**Problem**
Report each line from the listing that the string "engine" appears in.

**Supplied records**

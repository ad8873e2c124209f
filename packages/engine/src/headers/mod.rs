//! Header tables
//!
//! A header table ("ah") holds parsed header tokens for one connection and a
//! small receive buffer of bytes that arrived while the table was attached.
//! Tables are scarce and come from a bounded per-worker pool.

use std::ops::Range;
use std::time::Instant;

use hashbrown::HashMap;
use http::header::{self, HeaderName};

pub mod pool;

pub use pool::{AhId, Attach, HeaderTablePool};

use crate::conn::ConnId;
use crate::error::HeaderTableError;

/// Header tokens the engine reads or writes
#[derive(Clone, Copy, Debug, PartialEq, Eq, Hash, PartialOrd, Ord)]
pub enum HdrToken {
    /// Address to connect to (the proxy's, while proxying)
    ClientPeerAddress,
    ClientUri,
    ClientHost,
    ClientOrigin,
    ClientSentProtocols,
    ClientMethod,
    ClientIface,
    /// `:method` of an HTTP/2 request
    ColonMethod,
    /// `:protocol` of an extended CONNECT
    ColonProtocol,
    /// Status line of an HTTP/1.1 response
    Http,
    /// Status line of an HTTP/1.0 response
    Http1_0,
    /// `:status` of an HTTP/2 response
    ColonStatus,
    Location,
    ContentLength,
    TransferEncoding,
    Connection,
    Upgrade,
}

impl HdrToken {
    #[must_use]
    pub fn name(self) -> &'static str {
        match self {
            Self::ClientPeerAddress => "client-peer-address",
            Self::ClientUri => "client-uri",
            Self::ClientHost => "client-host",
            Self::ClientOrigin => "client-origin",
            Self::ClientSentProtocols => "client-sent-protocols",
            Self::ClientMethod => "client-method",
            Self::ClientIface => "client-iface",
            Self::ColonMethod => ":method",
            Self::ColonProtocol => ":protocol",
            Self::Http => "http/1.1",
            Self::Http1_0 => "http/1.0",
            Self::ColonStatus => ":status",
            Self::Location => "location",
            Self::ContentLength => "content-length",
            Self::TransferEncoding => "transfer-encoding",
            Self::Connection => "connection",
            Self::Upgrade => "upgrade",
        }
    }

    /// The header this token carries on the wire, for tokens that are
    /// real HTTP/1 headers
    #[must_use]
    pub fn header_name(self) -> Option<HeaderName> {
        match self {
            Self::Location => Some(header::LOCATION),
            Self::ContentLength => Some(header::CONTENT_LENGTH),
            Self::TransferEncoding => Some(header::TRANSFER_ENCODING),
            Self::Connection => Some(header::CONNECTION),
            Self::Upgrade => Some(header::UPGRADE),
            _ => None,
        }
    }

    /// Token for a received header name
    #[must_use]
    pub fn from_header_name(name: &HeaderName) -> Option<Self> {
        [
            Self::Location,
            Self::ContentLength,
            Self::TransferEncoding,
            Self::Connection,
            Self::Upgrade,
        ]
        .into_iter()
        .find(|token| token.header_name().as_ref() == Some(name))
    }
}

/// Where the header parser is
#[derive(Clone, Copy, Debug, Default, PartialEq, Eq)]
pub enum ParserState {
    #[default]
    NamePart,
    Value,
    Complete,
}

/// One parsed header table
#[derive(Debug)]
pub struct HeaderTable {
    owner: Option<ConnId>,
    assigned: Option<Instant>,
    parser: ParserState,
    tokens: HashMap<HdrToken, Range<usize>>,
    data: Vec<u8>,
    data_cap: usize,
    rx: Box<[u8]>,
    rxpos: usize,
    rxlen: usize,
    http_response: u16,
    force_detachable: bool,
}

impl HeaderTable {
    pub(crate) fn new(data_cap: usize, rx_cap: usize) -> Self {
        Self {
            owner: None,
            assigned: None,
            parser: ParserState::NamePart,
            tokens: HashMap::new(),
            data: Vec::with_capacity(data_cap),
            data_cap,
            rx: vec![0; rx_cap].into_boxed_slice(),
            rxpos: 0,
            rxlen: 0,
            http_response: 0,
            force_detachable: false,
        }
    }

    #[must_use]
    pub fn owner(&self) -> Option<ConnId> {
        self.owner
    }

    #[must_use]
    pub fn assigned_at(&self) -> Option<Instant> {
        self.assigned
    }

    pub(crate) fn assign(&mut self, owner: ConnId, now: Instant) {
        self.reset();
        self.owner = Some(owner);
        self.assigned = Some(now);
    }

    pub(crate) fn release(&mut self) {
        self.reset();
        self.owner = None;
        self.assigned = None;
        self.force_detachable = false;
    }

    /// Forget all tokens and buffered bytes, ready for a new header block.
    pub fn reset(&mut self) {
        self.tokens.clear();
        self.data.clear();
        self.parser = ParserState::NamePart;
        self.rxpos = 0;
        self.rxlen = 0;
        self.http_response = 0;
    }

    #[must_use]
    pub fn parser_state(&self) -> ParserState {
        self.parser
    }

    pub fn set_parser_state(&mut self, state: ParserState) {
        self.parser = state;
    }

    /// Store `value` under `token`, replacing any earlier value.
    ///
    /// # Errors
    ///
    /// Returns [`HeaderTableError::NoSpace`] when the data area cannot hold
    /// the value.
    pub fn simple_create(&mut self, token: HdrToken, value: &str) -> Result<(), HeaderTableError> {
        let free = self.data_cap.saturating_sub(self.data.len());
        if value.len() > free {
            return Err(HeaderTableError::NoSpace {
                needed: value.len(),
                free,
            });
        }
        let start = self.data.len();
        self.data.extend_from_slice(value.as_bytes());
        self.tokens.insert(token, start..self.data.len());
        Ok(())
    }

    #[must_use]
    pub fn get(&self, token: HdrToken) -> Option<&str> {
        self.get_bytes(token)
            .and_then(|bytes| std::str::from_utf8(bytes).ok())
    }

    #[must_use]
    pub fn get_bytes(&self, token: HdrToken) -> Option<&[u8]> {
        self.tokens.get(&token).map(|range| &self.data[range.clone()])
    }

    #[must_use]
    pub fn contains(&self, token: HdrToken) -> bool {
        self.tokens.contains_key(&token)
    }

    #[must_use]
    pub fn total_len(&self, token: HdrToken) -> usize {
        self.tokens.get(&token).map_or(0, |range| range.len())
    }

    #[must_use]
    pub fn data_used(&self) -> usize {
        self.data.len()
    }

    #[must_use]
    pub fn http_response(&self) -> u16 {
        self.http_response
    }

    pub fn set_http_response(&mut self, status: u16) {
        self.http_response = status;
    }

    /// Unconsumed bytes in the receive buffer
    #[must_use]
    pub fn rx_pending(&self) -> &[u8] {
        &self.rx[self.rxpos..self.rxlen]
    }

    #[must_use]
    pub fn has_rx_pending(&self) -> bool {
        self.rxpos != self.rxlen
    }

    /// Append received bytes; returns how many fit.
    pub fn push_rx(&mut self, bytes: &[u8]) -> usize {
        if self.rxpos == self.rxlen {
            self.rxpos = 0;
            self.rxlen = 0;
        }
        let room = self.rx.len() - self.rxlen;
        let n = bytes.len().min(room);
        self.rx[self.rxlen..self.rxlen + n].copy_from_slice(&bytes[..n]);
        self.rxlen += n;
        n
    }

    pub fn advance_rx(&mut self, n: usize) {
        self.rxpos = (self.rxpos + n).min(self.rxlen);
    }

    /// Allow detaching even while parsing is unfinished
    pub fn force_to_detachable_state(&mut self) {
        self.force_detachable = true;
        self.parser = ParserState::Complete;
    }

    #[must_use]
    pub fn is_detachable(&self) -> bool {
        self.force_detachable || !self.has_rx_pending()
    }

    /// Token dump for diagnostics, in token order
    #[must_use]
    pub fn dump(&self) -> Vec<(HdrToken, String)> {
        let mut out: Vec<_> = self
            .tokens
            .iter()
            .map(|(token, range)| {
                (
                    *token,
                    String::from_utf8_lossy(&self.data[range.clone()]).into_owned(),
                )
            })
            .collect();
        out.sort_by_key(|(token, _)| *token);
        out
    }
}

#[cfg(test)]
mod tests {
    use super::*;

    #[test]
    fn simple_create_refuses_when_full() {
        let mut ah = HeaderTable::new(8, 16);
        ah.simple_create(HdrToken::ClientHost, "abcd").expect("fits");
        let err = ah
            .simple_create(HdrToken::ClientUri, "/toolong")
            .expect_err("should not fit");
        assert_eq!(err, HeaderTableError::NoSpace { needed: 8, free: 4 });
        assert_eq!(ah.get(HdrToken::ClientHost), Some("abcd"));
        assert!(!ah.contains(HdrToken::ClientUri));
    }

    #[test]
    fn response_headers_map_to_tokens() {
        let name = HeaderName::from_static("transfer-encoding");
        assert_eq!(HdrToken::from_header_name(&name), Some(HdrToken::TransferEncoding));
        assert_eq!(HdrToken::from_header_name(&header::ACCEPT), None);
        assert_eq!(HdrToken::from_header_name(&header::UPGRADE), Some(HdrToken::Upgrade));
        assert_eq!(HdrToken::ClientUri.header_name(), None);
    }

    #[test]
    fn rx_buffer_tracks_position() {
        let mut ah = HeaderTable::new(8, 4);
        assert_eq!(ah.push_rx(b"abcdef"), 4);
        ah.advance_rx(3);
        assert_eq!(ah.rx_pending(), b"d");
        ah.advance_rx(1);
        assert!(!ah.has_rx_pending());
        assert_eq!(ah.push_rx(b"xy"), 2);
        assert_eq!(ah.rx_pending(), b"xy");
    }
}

**Final answer**
filename packages/engine/src/headers/mod.rs
/// Header tokens the engine reads or writes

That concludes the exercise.